→ Task goal:
Reproduce word for word the lines between those holding "Box::new(io::stdout())" and "let mut reader = open_input(&path).unwrap();", inclusive, and nothing else from the data below.

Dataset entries
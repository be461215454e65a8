//! Stream plumbing: transparent input opening, format detection, and the
//! `-O`-letter writer factory.
//!
//! Inputs may be plain VCF text, gzip/bgzf-compressed VCF, or (bgzf) BCF;
//! compression layers are peeled by magic-byte sniffing before the container
//! format is detected. Output compression for the `b`/`z` types runs on a
//! bgzf worker pool sized by `-@`.

use std::{
    fs::File,
    io::{self, BufRead, BufReader, BufWriter, Write},
    num::NonZeroUsize,
    path::Path,
};

use anyhow::{Context, Result};
use clap::ValueEnum;
use flate2::read::MultiGzDecoder;
use noodles::bcf;
use noodles::bgzf;
use noodles::vcf::{
    self,
    variant::{RecordBuf, io::Write as VariantRecordWrite},
};

/// Container format of the input stream.
#[derive(Clone, Copy, Debug, Eq, PartialEq)]
pub enum InputFormat {
    Vcf,
    Bcf,
}

fn is_stdio(path: &Path, dev: &str) -> bool {
    path == Path::new("-") || path == Path::new(dev)
}

/// Opens a file (or stdin for `-`) and peels off gzip/BGZF layers to expose
/// the underlying raw stream.
pub fn open_input(path: &Path) -> Result<Box<dyn BufRead + Send>> {
    let mut reader: Box<dyn BufRead + Send> = if is_stdio(path, "/dev/stdin") {
        Box::new(BufReader::new(io::stdin()))
    } else {
        let file = File::open(path)
            .with_context(|| format!("failed to open input {}", path.display()))?;
        Box::new(BufReader::new(file))
    };

    // Bounded so malformed nested streams cannot loop forever.
    const MAX_DEPTH: usize = 10;

    for _ in 0..MAX_DEPTH {
        let is_gzip = {
            let buf = reader.fill_buf().context("failed to probe input stream")?;
            buf.len() >= 2 && buf[0] == 0x1f && buf[1] == 0x8b
        };

        if !is_gzip {
            break;
        }

        tracing::debug!("detected gzip/BGZF layer");
        // MultiGzDecoder handles BGZF and concatenated gzip members.
        reader = Box::new(BufReader::new(MultiGzDecoder::new(reader)));
    }

    Ok(reader)
}

/// Sniffs the container format from the decompressed stream head.
pub fn detect_format(reader: &mut dyn BufRead) -> io::Result<InputFormat> {
    let buf = reader.fill_buf()?;

    if buf.len() >= 3 && &buf[..3] == b"BCF" {
        Ok(InputFormat::Bcf)
    } else {
        Ok(InputFormat::Vcf)
    }
}

/// A VCF or BCF record source over an already-decompressed stream.
pub enum VariantSource {
    Vcf(vcf::io::Reader<Box<dyn BufRead + Send>>),
    Bcf {
        reader: bcf::io::Reader<Box<dyn BufRead + Send>>,
        record: bcf::Record,
    },
}

impl VariantSource {
    pub fn open(path: &Path) -> Result<Self> {
        let mut input = open_input(path)?;

        match detect_format(&mut input).context("failed to detect input format")? {
            InputFormat::Bcf => Ok(Self::Bcf {
                reader: bcf::io::Reader::from(input),
                record: bcf::Record::default(),
            }),
            InputFormat::Vcf => Ok(Self::Vcf(vcf::io::Reader::new(input))),
        }
    }

    pub fn read_header(&mut self) -> io::Result<vcf::Header> {
        match self {
            Self::Vcf(reader) => reader.read_header(),
            Self::Bcf { reader, .. } => reader.read_header(),
        }
    }

    /// Reads the next record into `buf`; returns 0 at end of stream.
    pub fn read_record(&mut self, header: &vcf::Header, buf: &mut RecordBuf) -> io::Result<usize> {
        match self {
            Self::Vcf(reader) => reader.read_record_buf(header, buf),
            Self::Bcf { reader, record } => {
                let n = reader.read_record(record)?;
                if n > 0 {
                    *buf = RecordBuf::try_from_variant_record(header, record)?;
                }
                Ok(n)
            }
        }
    }
}

/// Output selector mirroring the `-O` option letters.
#[derive(Clone, Copy, Debug, Eq, PartialEq, ValueEnum)]
pub enum OutputType {
    /// Detect from the output file name; stdout defaults to VCF text.
    #[value(name = "a")]
    Auto,
    /// BGZF-compressed BCF.
    #[value(name = "b")]
    Bcf,
    /// Uncompressed BCF.
    #[value(name = "u")]
    UncompressedBcf,
    /// BGZF-compressed VCF.
    #[value(name = "z")]
    CompressedVcf,
    /// Uncompressed VCF text.
    #[value(name = "v")]
    Vcf,
}

impl OutputType {
    fn resolve(self, path: &Path, to_stdout: bool) -> Self {
        if self != Self::Auto {
            return self;
        }

        if to_stdout {
            return Self::Vcf;
        }

        let name = path.to_string_lossy();
        if name.ends_with(".bcf") {
            Self::Bcf
        } else if name.ends_with(".gz") {
            Self::CompressedVcf
        } else {
            Self::Vcf
        }
    }
}

/// Writer abstraction over the VCF/BCF serializers.
pub trait VariantWrite {
    fn write_variant_header(&mut self, header: &vcf::Header) -> io::Result<()>;
    fn write_variant(&mut self, header: &vcf::Header, record: &RecordBuf) -> io::Result<()>;
    fn finish(&mut self) -> io::Result<()>;
}

impl<W> VariantWrite for vcf::io::Writer<W>
where
    W: io::Write,
{
    fn write_variant_header(&mut self, header: &vcf::Header) -> io::Result<()> {
        self.write_header(header)
    }

    fn write_variant(&mut self, header: &vcf::Header, record: &RecordBuf) -> io::Result<()> {
        VariantRecordWrite::write_variant_record(self, header, record)
    }

    fn finish(&mut self) -> io::Result<()> {
        self.get_mut().flush()
    }
}

impl<W> VariantWrite for bcf::io::Writer<W>
where
    W: io::Write,
{
    fn write_variant_header(&mut self, header: &vcf::Header) -> io::Result<()> {
        self.write_header(header)
    }

    fn write_variant(&mut self, header: &vcf::Header, record: &RecordBuf) -> io::Result<()> {
        VariantRecordWrite::write_variant_record(self, header, record)
    }

    fn finish(&mut self) -> io::Result<()> {
        self.get_mut().flush()
    }
}

/// Builds the writer selected by the `-O` letter; `-@` sizes the BGZF
/// worker pool for the compressed types.
pub fn create_writer(
    path: &Path,
    output_type: OutputType,
    threads: usize,
) -> Result<Box<dyn VariantWrite>> {
    let to_stdout = is_stdio(path, "/dev/stdout");
    let resolved = output_type.resolve(path, to_stdout);

    let raw: Box<dyn Write + Send> = if to_stdout {
        Box::new(io::stdout())
    } else {
        let file = File::create(path)
            .with_context(|| format!("failed to create output {}", path.display()))?;
        Box::new(BufWriter::new(file))
    };

    let workers = NonZeroUsize::new(threads.max(1)).expect("worker count is nonzero");

    let writer: Box<dyn VariantWrite> = match resolved {
        OutputType::Vcf => Box::new(vcf::io::Writer::new(raw)),
        OutputType::CompressedVcf => Box::new(vcf::io::Writer::new(
            bgzf::MultithreadedWriter::with_worker_count(workers, raw),
        )),
        OutputType::UncompressedBcf => Box::new(bcf::io::Writer::from(raw)),
        OutputType::Bcf => Box::new(bcf::io::Writer::from(
            bgzf::MultithreadedWriter::with_worker_count(workers, raw),
        )),
        OutputType::Auto => unreachable!("resolved above"),
    };

    Ok(writer)
}

#[cfg(test)]
mod tests {
    use super::*;
    use std::io::Write as _;

    #[test]
    fn detects_bcf_magic() {
        let mut data: &[u8] = b"BCF\x02\x02rest";
        assert_eq!(detect_format(&mut data).unwrap(), InputFormat::Bcf);

        let mut text: &[u8] = b"##fileformat=VCFv4.3\n";
        assert_eq!(detect_format(&mut text).unwrap(), InputFormat::Vcf);
    }

    #[test]
    fn peels_gzip_layers() {
        let dir = tempfile::tempdir().unwrap();
        let path = dir.path().join("input.vcf.gz");

        let file = File::create(&path).unwrap();
        let mut encoder =
            flate2::write::GzEncoder::new(file, flate2::Compression::default());
        encoder.write_all(b"##fileformat=VCFv4.3\n").unwrap();
        encoder.finish().unwrap();

        let mut reader = open_input(&path).unwrap();
        let mut line = String::new();
        reader.read_line(&mut line).unwrap();
        assert_eq!(line, "##fileformat=VCFv4.3\n");
    }

    #[test]
    fn auto_resolution_follows_extension() {
        let stdout = Path::new("-");
        assert_eq!(OutputType::Auto.resolve(stdout, true), OutputType::Vcf);

        assert_eq!(
            OutputType::Auto.resolve(Path::new("out.bcf"), false),
            OutputType::Bcf
        );
        assert_eq!(
            OutputType::Auto.resolve(Path::new("out.vcf.gz"), false),
            OutputType::CompressedVcf
        );
        assert_eq!(
            OutputType::Auto.resolve(Path::new("out.vcf"), false),
            OutputType::Vcf
        );
        assert_eq!(
            OutputType::Bcf.resolve(Path::new("out.vcf"), false),
            OutputType::Bcf
        );
    }
}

→ Response to this exercise:
        Box::new(io::stdout())
    } else {
        let file = File::create(path)
            .with_context(|| format!("failed to create output {}", path.display()))?;
        Box::new(BufWriter::new(file))
    };

    let workers = NonZeroUsize::new(threads.max(1)).expect("worker count is nonzero");

    let writer: Box<dyn VariantWrite> = match resolved {
        OutputType::Vcf => Box::new(vcf::io::Writer::new(raw)),
        OutputType::CompressedVcf => Box::new(vcf::io::Writer::new(
            bgzf::MultithreadedWriter::with_worker_count(workers, raw),
        )),
        OutputType::UncompressedBcf => Box::new(bcf::io::Writer::from(raw)),
        OutputType::Bcf => Box::new(bcf::io::Writer::from(
            bgzf::MultithreadedWriter::with_worker_count(workers, raw),
        )),
        OutputType::Auto => unreachable!("resolved above"),
    };

    Ok(writer)
}

#[cfg(test)]
mod tests {
    use super::*;
    use std::io::Write as _;

    #[test]
    fn detects_bcf_magic() {
        let mut data: &[u8] = b"BCF\x02\x02rest";
        assert_eq!(detect_format(&mut data).unwrap(), InputFormat::Bcf);

        let mut text: &[u8] = b"##fileformat=VCFv4.3\n";
        assert_eq!(detect_format(&mut text).unwrap(), InputFormat::Vcf);
    }

    #[test]
    fn peels_gzip_layers() {
        let dir = tempfile::tempdir().unwrap();
        let path = dir.path().join("input.vcf.gz");

        let file = File::create(&path).unwrap();
        let mut encoder =
            flate2::write::GzEncoder::new(file, flate2::Compression::default());
        encoder.write_all(b"##fileformat=VCFv4.3\n").unwrap();
        encoder.finish().unwrap();

        let mut reader = open_input(&path).unwrap();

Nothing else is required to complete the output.